Le document souligne par ailleurs que le praticien ne s'est pas opposé à une interruption du suivi, que souhaitait le patient, en février 2008.

Habité par «d'importantes idées paranoïdes, notamment à l'égard de membres de sa famille», l'homme s'est attaqué six mois plus tard à sa mère et l'a poignardée à une dizaine de reprises, sans la tuer. Il a été transféré à l'Institut Pinel et on lui a fait suivre un traitement avec de la médication antipsychotique.

Le patient a été déclaré inapte à avoir son procès en mai 2010 pour «cause de non-responsabilité criminelle» et a recouvré la liberté tout en demeurant soumis à un suivi médical.

Aucune procédure disciplinaire

Les requérants réclamaient initialement une somme totale de 580 000$ pour les dommages découlant des «fautes alléguées» du psychiatre. On lui reproche d'avoir «négligemment évalué, traité, diagnostiqué et suivi» le patient.

L'avocat Jean-Pierre Ménard, spécialiste en responsabilité médicale qui représente la famille, estime que le médecin a notamment erré en «lâchant le patient dans la nature».

En entrevue, M. Saucier affirme qu'il n'avait aucune raison de croire que le patient risquait de s'en prendre violemment à sa mère, avec qui il vivait.
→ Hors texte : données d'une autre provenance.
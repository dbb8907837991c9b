//! # Actions
//!
//! Everything that can happen on the form becomes an `Action`.
//! User presses Ctrl+G? That's `Action::Generate`.
//! The image endpoint answers? That's `Action::ImageGenerated { .. }`.
//!
//! `update()` takes the current state and an action, mutates the state and
//! returns the effects the caller must perform. No I/O here.
//!
//! ```text
//! State + Action  →  update()  →  New State + Vec<Effect>
//! ```
//!
//! Requests are never issued twice: `Generate` while an image request is in
//! flight, or `Share` while a post request is in flight, is dropped.
//!
//! Every request carries a `RequestId` and its result comes back with it.
//! A result whose id is not the form's current one belongs to a request
//! that was superseded or to a form that was discarded, and is dropped.

use log::{debug, info, warn};

use crate::core::draft::{Field, PostDraft};
use crate::core::notify::{MSG_MISSING_DETAILS, MSG_MISSING_PROMPT, MSG_SUCCESS, Notice};
use crate::core::photo;
use crate::core::state::{App, FormState, RequestId, Route, SharedPost};

#[derive(Debug, Clone, PartialEq)]
pub enum Action {
    EditField { field: Field, value: String },
    /// Replace the prompt with a randomizer suggestion.
    SurpriseMe(String),
    Generate,
    /// Base64 JPEG payload, or the error text to show.
    ImageGenerated {
        request: RequestId,
        result: Result<String, String>,
    },
    Share,
    PostShared {
        request: RequestId,
        result: Result<SharedPost, String>,
    },
    Navigate(Route),
    Quit,
}

#[derive(Debug, Clone, PartialEq)]
pub enum Effect {
    Notify(Notice),
    RequestImage { request: RequestId, prompt: String },
    RequestPost { request: RequestId, draft: PostDraft },
    Navigate(Route),
    Quit,
}

pub fn update(app: &mut App, action: Action) -> Vec<Effect> {
    match action {
        Action::EditField { field, value } => {
            app.form.draft = app.form.draft.with_field(field, value);
            Vec::new()
        }
        Action::SurpriseMe(prompt) => {
            app.form.draft = app.form.draft.with_field(Field::Prompt, prompt);
            Vec::new()
        }
        Action::Generate => {
            if app.form.generating {
                debug!("Generate ignored: image request already in flight");
                return Vec::new();
            }
            if !app.form.draft.has_prompt() {
                return vec![Effect::Notify(Notice::error(MSG_MISSING_PROMPT))];
            }
            let request = app.next_request();
            app.form.generating = true;
            app.form.image_request = request;
            app.status_message = String::from("Generating...");
            vec![Effect::RequestImage {
                request,
                prompt: app.form.draft.prompt.clone(),
            }]
        }
        Action::ImageGenerated { request, result } => {
            if !app.form.generating || request != app.form.image_request {
                warn!("Dropping stale image result (request {request})");
                return Vec::new();
            }
            app.form.generating = false;
            match result {
                Ok(payload) => {
                    info!("Image received ({} base64 chars)", payload.len());
                    app.form.draft = app
                        .form
                        .draft
                        .with_field(Field::Photo, photo::to_data_uri(&payload));
                    app.status_message = String::from("Image ready. Share it with Ctrl+P");
                    Vec::new()
                }
                Err(message) => {
                    app.status_message = String::from("Image generation failed");
                    vec![Effect::Notify(Notice::error(message))]
                }
            }
        }
        Action::Share => {
            if app.form.submitting {
                debug!("Share ignored: post request already in flight");
                return Vec::new();
            }
            if !app.form.draft.is_shareable() {
                return vec![Effect::Notify(Notice::error(MSG_MISSING_DETAILS))];
            }
            let request = app.next_request();
            app.form.submitting = true;
            app.form.post_request = request;
            app.status_message = String::from("Sharing...");
            vec![Effect::RequestPost {
                request,
                draft: app.form.draft.clone(),
            }]
        }
        Action::PostShared { request, result } => {
            let waiting = app.form.submitting && request == app.form.post_request;
            if waiting {
                app.form.submitting = false;
            }
            match result {
                Ok(post) => {
                    app.shared_posts.push(post);
                    if !waiting {
                        warn!("Post acknowledged after the form was discarded");
                        return Vec::new();
                    }
                    vec![
                        Effect::Notify(Notice::info(MSG_SUCCESS)),
                        Effect::Navigate(Route::Home),
                    ]
                }
                Err(message) if waiting => {
                    app.status_message = String::from("Sharing failed");
                    vec![Effect::Notify(Notice::error(message))]
                }
                Err(message) => {
                    warn!("Dropping post failure for a discarded form: {message}");
                    Vec::new()
                }
            }
        }
        Action::Navigate(route) => {
            if app.route != route {
                info!("Navigating to {}", route.path());
                app.route = route;
                // Leaving or re-entering the form discards the draft.
                app.form = FormState::new(&app.default_name);
                app.status_message = match route {
                    Route::Home => format!("{} post(s) shared", app.shared_posts.len()),
                    Route::CreatePost => String::from("Describe an image and press Ctrl+G"),
                };
            }
            Vec::new()
        }
        Action::Quit => vec![Effect::Quit],
    }
}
Il assure qu'il aurait «tout de suite averti du danger» la famille s'il avait eu connaissance d'un tel risque. Il estime qu'il ne peut être tenu responsable de l'agression perpétrée par le patient, d'autant moins qu'elle est survenue «six mois après l'interruption de la thérapie».
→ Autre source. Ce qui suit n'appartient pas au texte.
//! # Notifications and Navigation
//!
//! The form never talks to a screen directly. It reports outcomes through
//! a [`Notifier`] and moves between views through a [`Navigator`], both
//! injected by whoever drives it (the TUI, or a recording fake in tests).

use crate::core::state::Route;

pub const MSG_MISSING_PROMPT: &str = "Please provide proper prompt";
pub const MSG_MISSING_DETAILS: &str = "Please generate an image with proper details";
pub const MSG_SUCCESS: &str = "Success";

#[derive(Debug, Clone, Copy, PartialEq, Eq)]
pub enum Level {
    Info,
    Error,
}

/// A blocking message for the user. The UI keeps it on screen until dismissed.
#[derive(Debug, Clone, PartialEq, Eq)]
pub struct Notice {
    pub level: Level,
    pub message: String,
}

impl Notice {
    pub fn info(message: impl Into<String>) -> Self {
        Self {
            level: Level::Info,
            message: message.into(),
        }
    }

    pub fn error(message: impl Into<String>) -> Self {
        Self {
            level: Level::Error,
            message: message.into(),
        }
    }

    pub fn title(&self) -> &'static str {
        match self.level {
            Level::Info => "Notice",
            Level::Error => "Error",
        }
    }
}

pub trait Notifier: Send + Sync {
    fn notify(&self, notice: &Notice);
}

pub trait Navigator: Send + Sync {
    fn navigate(&self, route: Route);
}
Le praticien, aujourd'hui âgé de 83 ans, a accepté en 2010 de prendre sa retraite après que la famille du patient eut adressé une plainte au Collège des médecins. Le syndic de l'organisation, relève-t-il, lui a suggéré de cesser sa pratique.

La porte-parole du Collège des médecins, Leslie Labranche, signale que M. Saucier n'a fait l'objet d'aucune procédure disciplinaire après avoir «accepté» de ne plus traiter de patients.

Double meurtre et suicide

Un cas similaire est survenu à Maniwaki à la suite d'un double meurtre suivi d'un suicide. Un homme souffrant de troubles psychiatriques s'en est pris, à sa sortie de l'hôpital en 2004, à son ex-conjointe et à son nouvel ami avant de mettre fin à ses jours. Une poursuite civile a ensuite été engagée par la famille de l'une des victimes contre l'établissement et l'un de ses médecins. Une entente à l'amiable, frappée d'une clause de confidentialité, a été conclue l'automne dernier, indique Me Ménard, qui représentait les demandeurs.

Il affirme que son cabinet dépose chaque année de cinq à dix poursuites civiles ciblant de mauvais traitements psychiatriques. Mais il est pratiquement impossible que des psychiatres soient poursuivis en cour criminelle au Canada en raison des exactions d'un patient, juge l'avocat. La loi précise que la personne mise en cause doit avoir manifesté une «insouciance déréglée ou téméraire» à l'égard de la vie d'autrui.

«Il faudrait qu'un patient précise qu'il dispose d'une carabine chargée à la maison, qu'il a l'intention de tuer quelqu'un et que le médecin lui paie le taxi pour rentrer chez lui. Je caricature, mais c'est à peu près ça», souligne Me Ménard.

Jean-François Saucier pense qu'il est normal de sanctionner des psychiatres qui ne font pas les gestes requis pour protéger le public lorsque la menace est manifeste. L'idée d'imputer à un psychiatre la responsabilité de gestes violents survenus plusieurs mois après le traitement lui semble cependant aberrante.

«C'est un peu comme les sismologues en Italie qui ont été condamnés pour ne pas avoir prédit un tremblement de terre, dit le médecin. On ne peut pas tout prévoir.»